Exercise description
Where does the string "InboundRequest" occur in the records below? Copy every line that holds it.
Supplied material START
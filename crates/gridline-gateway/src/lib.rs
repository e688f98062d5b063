//! HTTP surface of the gateway: the interaction webhook and the health check.

use std::any::Any;
use std::net::SocketAddr;

use axum::{
    body::Bytes,
    extract::{ConnectInfo, Request, State},
    http::{header, HeaderMap, HeaderValue, StatusCode},
    middleware::{self, Next},
    response::{IntoResponse, Response},
    routing::{get, post},
    Router,
};
use gridline_core::dispatcher::JSON;
use gridline_core::{version, Dispatcher, InboundRequest, Reply};
use tower_http::catch_panic::CatchPanicLayer;

/// `POST /` for interactions, `GET /healthz`, a `Server` header on every response.
pub fn gateway_router(dispatcher: Dispatcher) -> Router {
    Router::new()
        .route("/", post(interaction))
        .route("/healthz", get(health))
        .with_state(dispatcher)
        .layer(CatchPanicLayer::custom(handle_panic))
        .layer(middleware::from_fn(server_header))
}

async fn interaction(
    State(dispatcher): State<Dispatcher>,
    connect: Option<ConnectInfo<SocketAddr>>,
    headers: HeaderMap,
    body: Bytes,
) -> Response {
    let reply = dispatcher
        .handle(InboundRequest {
            headers,
            body,
            peer: connect.map(|ConnectInfo(addr)| addr),
        })
        .await;
    into_response(reply)
}

fn into_response(reply: Reply) -> Response {
    let content_type = HeaderValue::from_str(&reply.content_type)
        .unwrap_or_else(|_| HeaderValue::from_static(JSON));
    (reply.status, [(header::CONTENT_TYPE, content_type)], reply.body).into_response()
}

async fn health() -> String {
    format!("ok\nrunning {}", version::string())
}

async fn server_header(request: Request, next: Next) -> Response {
    let mut response = next.run(request).await;
    if let Ok(value) = HeaderValue::from_str(&version::server_header()) {
        response.headers_mut().insert(header::SERVER, value);
    }
    response
}

fn handle_panic(panic: Box<dyn Any + Send + 'static>) -> Response {
    let detail = panic
        .downcast_ref::<&str>()
        .map(|s| s.to_string())
        .or_else(|| panic.downcast_ref::<String>().cloned())
        .unwrap_or_else(|| "unknown panic".to_string());
    tracing::error!(panic = %detail, "request handler panicked");
    (StatusCode::INTERNAL_SERVER_ERROR, "internal error").into_response()
}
Supplied material END
Solution
use gridline_core::{version, Dispatcher, InboundRequest, Reply};
        .handle(InboundRequest {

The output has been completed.